In an era where it seems as if everyone from your neighbor to your kindergarten friend shares news of his or her dinner, haircut or a baby, the rise in anonymous sharing apps: Secret, Whisper, and Cloaq is especially interesting. What are people sharing and why?

A recent scan through some posts on these anonymous sharing apps yields mixed results: the sad (depression, loveless marriages, fear of the future) to the delightfully entertaining (television shows references, parties, quirky habits) to the charmingly fuzzy (devotion to loved ones - humans and pets!) to outright political, financial and technology rumors

A friend who used one of the anonymous sharing apps mentioned that she giggled while walking on the sidewalk, teared up on the train, and smiled when waiting in the grocery store line. In contrast to the often times mindless scrolling through various social networks, users connect to these nameless, faceless people in a way that normally happens after a few glasses of wine on a friend's couch. Yeah, I've been there....Wow, I hope I am never in his situation....I thought the same thing last week....I can't believe that!

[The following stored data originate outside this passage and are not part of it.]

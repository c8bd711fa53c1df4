use serde::{Deserialize, Serialize};
use serde_json::json;

use super::company::{Company, COMPANY_FIELDS};
use super::{double_option, from_row, from_rows, len_between, non_negative_int4, FieldErrors, Validate};
use crate::database::{DatabaseError, QueryExecutor};
use crate::sql::{sql_for_partial_update, ColumnAlias, FilterSpec, FilterWhere, JobFilter, UpdateRequest};

pub const JOB_COLUMNS: ColumnAlias = ColumnAlias::new(&[("companyHandle", "company_handle")])
    .allow(&["title", "salary", "equity", "companyHandle"]);

const JOB_FIELDS: &str = r#"id, title, salary, equity, company_handle AS "companyHandle""#;

#[derive(Debug, Clone, PartialEq, Serialize, Deserialize)]
#[serde(rename_all = "camelCase")]
pub struct Job {
    pub id: i64,
    pub title: String,
    pub salary: Option<i64>,
    /// NUMERIC text, e.g. "0.1"
    pub equity: Option<String>,
    pub company_handle: String,
}

#[derive(Debug, Clone, PartialEq, Serialize)]
pub struct JobDetail {
    pub id: i64,
    pub title: String,
    pub salary: Option<i64>,
    pub equity: Option<String>,
    pub company: Option<Company>,
}

#[derive(Debug, Clone, Deserialize)]
#[serde(deny_unknown_fields, rename_all = "camelCase")]
pub struct NewJob {
    pub title: String,
    pub salary: Option<i64>,
    pub equity: Option<f64>,
    pub company_handle: String,
}

impl Validate for NewJob {
    fn validate(&self) -> Result<(), FieldErrors> {
        let mut errors = FieldErrors::default();
        errors.check(len_between(&self.title, 1, 255), "title", "must be 1-255 characters");
        errors.check(self.salary.map_or(true, non_negative_int4), "salary", SALARY_RANGE);
        errors.check(self.equity.map_or(true, valid_equity), "equity", "must be between 0 and 1");
        errors.check(len_between(&self.company_handle, 1, 25), "companyHandle", "must be 1-25 characters");
        errors.into_result()
    }
}

const SALARY_RANGE: &str = "must be between 0 and 2147483647";

/// PATCH body. The id is never updatable; unknown keys fail to deserialize.
#[derive(Debug, Clone, Default, Deserialize)]
#[serde(deny_unknown_fields, rename_all = "camelCase")]
pub struct JobUpdate {
    #[serde(default, deserialize_with = "double_option")]
    pub title: Option<Option<String>>,
    #[serde(default, deserialize_with = "double_option")]
    pub salary: Option<Option<i64>>,
    #[serde(default, deserialize_with = "double_option")]
    pub equity: Option<Option<f64>>,
    #[serde(default, deserialize_with = "double_option")]
    pub company_handle: Option<Option<String>>,
}

impl JobUpdate {
    pub fn into_request(self) -> UpdateRequest {
        let mut request = UpdateRequest::new();
        request
            .set_opt("title", self.title.map(|v| json!(v)))
            .set_opt("salary", self.salary.map(|v| json!(v)))
            .set_opt("equity", self.equity.map(|v| json!(v)))
            .set_opt("companyHandle", self.company_handle.map(|v| json!(v)));
        request
    }
}

impl Validate for JobUpdate {
    fn validate(&self) -> Result<(), FieldErrors> {
        let mut errors = FieldErrors::default();
        if let Some(title) = errors.not_null(&self.title, "title") {
            errors.check(len_between(title, 1, 255), "title", "must be 1-255 characters");
        }
        if let Some(Some(salary)) = self.salary {
            errors.check(non_negative_int4(salary), "salary", SALARY_RANGE);
        }
        if let Some(Some(equity)) = self.equity {
            errors.check(valid_equity(equity), "equity", "must be between 0 and 1");
        }
        if let Some(handle) = errors.not_null(&self.company_handle, "companyHandle") {
            errors.check(len_between(handle, 1, 25), "companyHandle", "must be 1-25 characters");
        }
        errors.into_result()
    }
}

fn valid_equity(equity: f64) -> bool {
    (0.0..=1.0).contains(&equity)
}

/// Job ids arrive as path text; anything non-numeric cannot exist.
fn parse_id(id: &str) -> Result<i64, DatabaseError> {
    id.parse().map_err(|_| DatabaseError::NotFound(format!("No job: {}", id)))
}

pub struct Jobs<'a> {
    db: &'a dyn QueryExecutor,
}

impl<'a> Jobs<'a> {
    pub fn new(db: &'a dyn QueryExecutor) -> Self {
        Self { db }
    }

    pub async fn create(&self, data: &NewJob) -> Result<Job, DatabaseError> {
        let sql = format!(
            "INSERT INTO jobs (title, salary, equity, company_handle) \
             VALUES ($1, $2, $3, $4) \
             RETURNING {}",
            JOB_FIELDS
        );
        let params = [
            json!(data.title),
            json!(data.salary),
            json!(data.equity),
            json!(data.company_handle),
        ];

        let row = match self.db.fetch_optional(&sql, &params).await {
            Err(DatabaseError::InvalidReference(_)) => {
                return Err(DatabaseError::InvalidReference(format!("No company: {}", data.company_handle)))
            }
            other => other?,
        };
        let row = row.ok_or_else(|| DatabaseError::Decode("INSERT returned no row".to_string()))?;
        from_row(row)
    }

    /// All jobs matching `filter`, ordered by title
    pub async fn find_all(&self, filter: &JobFilter) -> Result<Vec<Job>, DatabaseError> {
        let clause = filter.to_where();
        let sql = format!("SELECT {} FROM jobs{} ORDER BY title, id", JOB_FIELDS, clause.to_clause());
        let rows = self.db.fetch_all(&sql, &clause.params).await?;
        from_rows(rows)
    }

    /// A job with its company nested in place of the handle
    pub async fn get(&self, id: &str) -> Result<JobDetail, DatabaseError> {
        let job_id = parse_id(id)?;
        let sql = format!("SELECT {} FROM jobs WHERE id = $1", JOB_FIELDS);
        let row = self
            .db
            .fetch_optional(&sql, &[json!(job_id)])
            .await?
            .ok_or_else(|| DatabaseError::NotFound(format!("No job: {}", id)))?;
        let job: Job = from_row(row)?;

        let sql = format!("SELECT {} FROM companies WHERE handle = $1", COMPANY_FIELDS);
        let company = self
            .db
            .fetch_optional(&sql, &[json!(job.company_handle)])
            .await?
            .map(from_row)
            .transpose()?;

        Ok(JobDetail {
            id: job.id,
            title: job.title,
            salary: job.salary,
            equity: job.equity,
            company,
        })
    }

    pub async fn update(&self, id: &str, data: JobUpdate) -> Result<Job, DatabaseError> {
        let company_handle = data.company_handle.clone().flatten();
        // Reject empty bodies before even looking at the id
        let set = sql_for_partial_update(data.into_request(), &JOB_COLUMNS)?;
        let job_id = parse_id(id)?;

        let mut key = FilterWhere::starting_at(set.values.len());
        key.eq("id", job_id);
        let key = key.build();

        let sql = format!("UPDATE jobs SET {} WHERE {} RETURNING {}", set.set_cols, key.sql, JOB_FIELDS);
        let params: Vec<_> = set.values.into_iter().chain(key.params).collect();

        let row = self
            .db
            .fetch_optional(&sql, &params)
            .await
            .map_err(|e| match (e, &company_handle) {
                (DatabaseError::InvalidReference(_), Some(handle)) => {
                    DatabaseError::InvalidReference(format!("No company: {}", handle))
                }
                (other, _) => other,
            })?
            .ok_or_else(|| DatabaseError::NotFound(format!("No job: {}", id)))?;
        from_row(row)
    }

    /// Delete a job; returns its numeric id.
    pub async fn remove(&self, id: &str) -> Result<i64, DatabaseError> {
        let job_id = parse_id(id)?;
        self.db
            .fetch_optional("DELETE FROM jobs WHERE id = $1 RETURNING id", &[json!(job_id)])
            .await?
            .ok_or_else(|| DatabaseError::NotFound(format!("No job: {}", id)))?;
        Ok(job_id)
    }
}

The facebook albums, pinterest boards, tweets, instagram filters are all part of the carefully curated, online personas of Millenials. The intrigue of the anonymous sharing apps hinges on the absence of this context.

Sharers only provide a sentence or two. Readers only are able to judge, comment, or opine on these few words. That's powerful...and slightly reminiscent of the old adage "Don't judge a person by his past". It forces the sharer to simply state his feelings - and compels the reader to focus not on prior knowledge of the sharer, but only the words in front of him. This laser focus on the issue generates feedback that is nearly always on point, as opposed to the often times meandering commentary thrust upon them by friends and family that fall under the guise of "qualified advice" or "informed opinions".

The appeal of the confession lies in its simplicity. The lack of context of the secret allows it to resonate with more people. While superficially perhaps a burnt out New York investment banker has little in common with a SoCal beach loving surfer, the statement "I don't know what I want to do when I grow up" somehow may unite them. There is a community of seemingly disparate people, who as it turns out, are not that disparate at all. In fact, these universal feelings of fear, pride, excitement, hope, love, and doubt are what connects us. Apparently, many want to share these feelings to people who don't judge them using the other parts of their complicated lives. Perhaps it's telling of the world we live in that the sharers deem it appealing to reveal parts of their lives but only feel comfortable doing so anonymously.

Despite the glossy packaging of ourselves on various social media outlets, we're all human...and we all have our secrets.